That was the topic of my session today. My t claims that I am, hands down, the patient of his who suppresses the most. Probably so. I have this tendency to just let things roll off me. I don't even recognize when something needs to be looked at and dealt with. "So," says I, "if I can't even recognize I'm doing it, how on earth can I work on those issues?"
T worked with me today on recognizing physical signs that something may be up. We worked with tension and anxiety. Anxiety is not a bad thing. It is protective and adaptive, but when anxiety is irrational, then there is something else going on.
My assignment: practice paying attention to feelings of anxiety or tension. What is going on? Is the anxiety rational? If not, what am I really thinking about? (that's the tough one). What are the mistaken beliefs from my childhood that are being triggered by whatever is going on? Acknowledge those. What is the truth?

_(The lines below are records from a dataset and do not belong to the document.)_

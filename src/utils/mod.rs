//! # 常用接口模块
//!
//! 本模块提供单元测试中常用的断言宏
use std::io::Cursor;

use approx::assert_abs_diff_eq;

use crate::assert_err;
use crate::errors::TensorError;
use crate::nn::ActivationFunction;
use crate::tensor::Tensor;

const INPUTS: [f64; 7] = [-3.0, -1.0, -0.25, 0.0, 0.25, 1.0, 3.0];

#[test]
fn test_relu() {
    let relu = ActivationFunction::ReLU;
    assert_eq!(relu.apply(-2.0), 0.0);
    assert_eq!(relu.apply(0.0), 0.0);
    assert_eq!(relu.apply(1.5), 1.5);
    assert_eq!(relu.derivative(-2.0), 0.0);
    // 0处的导数为0
    assert_eq!(relu.derivative(0.0), 0.0);
    assert_eq!(relu.derivative(1e-9), 1.0);
}

#[test]
fn test_leaky_relu() {
    let leaky = ActivationFunction::LeakyReLU { leakiness: 0.1 };
    assert_abs_diff_eq!(leaky.apply(-2.0), -0.2);
    assert_eq!(leaky.apply(0.0), 0.0);
    assert_eq!(leaky.apply(3.0), 3.0);
    assert_eq!(leaky.derivative(-2.0), 0.1);
    assert_eq!(leaky.derivative(0.0), 0.1);
    assert_eq!(leaky.derivative(2.0), 1.0);
}

#[test]
fn test_sigmoid_identities() {
    let sigmoid = ActivationFunction::Sigmoid;
    assert_abs_diff_eq!(sigmoid.apply(0.0), 0.5);
    for x in INPUTS {
        let s = sigmoid.apply(x);
        assert_abs_diff_eq!(s, 1.0 / (1.0 + (-x).exp()), epsilon = 1e-12);
        // σ(-x) = 1 - σ(x)
        assert_abs_diff_eq!(sigmoid.apply(-x), 1.0 - s, epsilon = 1e-12);
        assert_abs_diff_eq!(sigmoid.derivative(x), s * (1.0 - s), epsilon = 1e-12);
    }
}

#[test]
fn test_tanh_fixtures() {
    let tanh = ActivationFunction::TanH;
    #[rustfmt::skip]
    let expected = [
        -0.9950547536867305, -0.7615941559557649, -0.24491866240370913,
        0.0, 0.24491866240370913, 0.7615941559557649, 0.9950547536867305,
    ];
    for (x, e) in INPUTS.into_iter().zip(expected) {
        assert_abs_diff_eq!(tanh.apply(x), e, epsilon = 1e-12);
        assert_abs_diff_eq!(tanh.derivative(x), 1.0 - e * e, epsilon = 1e-12);
    }
}

#[test]
fn test_apply_derivative() {
    let input = Tensor::new_vector(&[-1.0, 0.0, 2.0]);
    let mut output = Tensor::zeros([1, 1, 1, 3]);
    ActivationFunction::ReLU
        .apply_derivative(&input, &mut output)
        .unwrap();
    assert_eq!(output, Tensor::new_vector(&[0.0, 0.0, 1.0]));

    let mut wrong = Tensor::zeros([1, 1, 1, 4]);
    assert_err!(
        ActivationFunction::Sigmoid.apply_derivative(&input, &mut wrong),
        TensorError::OperatorError { .. }
    );
}

#[test]
fn test_apply_in_place() {
    let mut tensor = Tensor::new_matrix(&[-1.0, 0.5, 2.0, -0.5], 2, 2);
    ActivationFunction::ReLU.apply_in_place(&mut tensor);
    assert_eq!(tensor, Tensor::new_matrix(&[0.0, 0.5, 2.0, 0.0], 2, 2));
}

#[test]
fn test_names_and_display() {
    let leaky = ActivationFunction::LeakyReLU { leakiness: 0.01 };
    assert_eq!(leaky.name(), "Leaky ReLU");
    assert_eq!(leaky.to_string(), "Leaky ReLU, leakiness 0.01");
    assert_eq!(leaky.leakiness(), Some(0.01));
    assert_eq!(ActivationFunction::TanH.to_string(), "TanH");
    assert_eq!(ActivationFunction::Sigmoid.leakiness(), None);
}

#[test]
fn test_save_load() {
    let cases = [
        None,
        Some(ActivationFunction::ReLU),
        Some(ActivationFunction::LeakyReLU { leakiness: 0.2 }),
        Some(ActivationFunction::Sigmoid),
        Some(ActivationFunction::TanH),
    ];
    let mut bytes = Vec::new();
    for activation in &cases {
        ActivationFunction::save(activation.as_ref(), &mut bytes).unwrap();
    }
    // 5个标签 + 1个泄露系数
    assert_eq!(bytes.len(), 5 + 8);
    assert_eq!(&bytes[..2], &[0, 1]);

    let mut reader = Cursor::new(bytes);
    for activation in cases {
        assert_eq!(ActivationFunction::load(&mut reader).unwrap(), activation);
    }
    assert!(ActivationFunction::load(&mut Cursor::new(vec![9u8])).is_err());
}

He made a point to say that we can hold on to things we are sure are true for a very long time unless we really look at them and challenge them.
I'll keep working on this. His favorite book is The Anxiety & Phobia Workbook. He doesn't care about most of the book, but right in the middle of the book are two chapters on self talk and mistaken beliefs. They are just packed with introspection. It's very cbt, but not in a real surfacy kind of way. Requires so much reflection on childhood and how childhood impacts us as adults. I've read through these chapters before, but I'm working through them again. It's interesting to see how my thinking has changed in some ways and how it seems to be set in concrete in other ways.
I know all this stuff intellectually, and parts of it I've come to internalize pretty well, but other things are greater challenges.
Just a good session. Food for thought.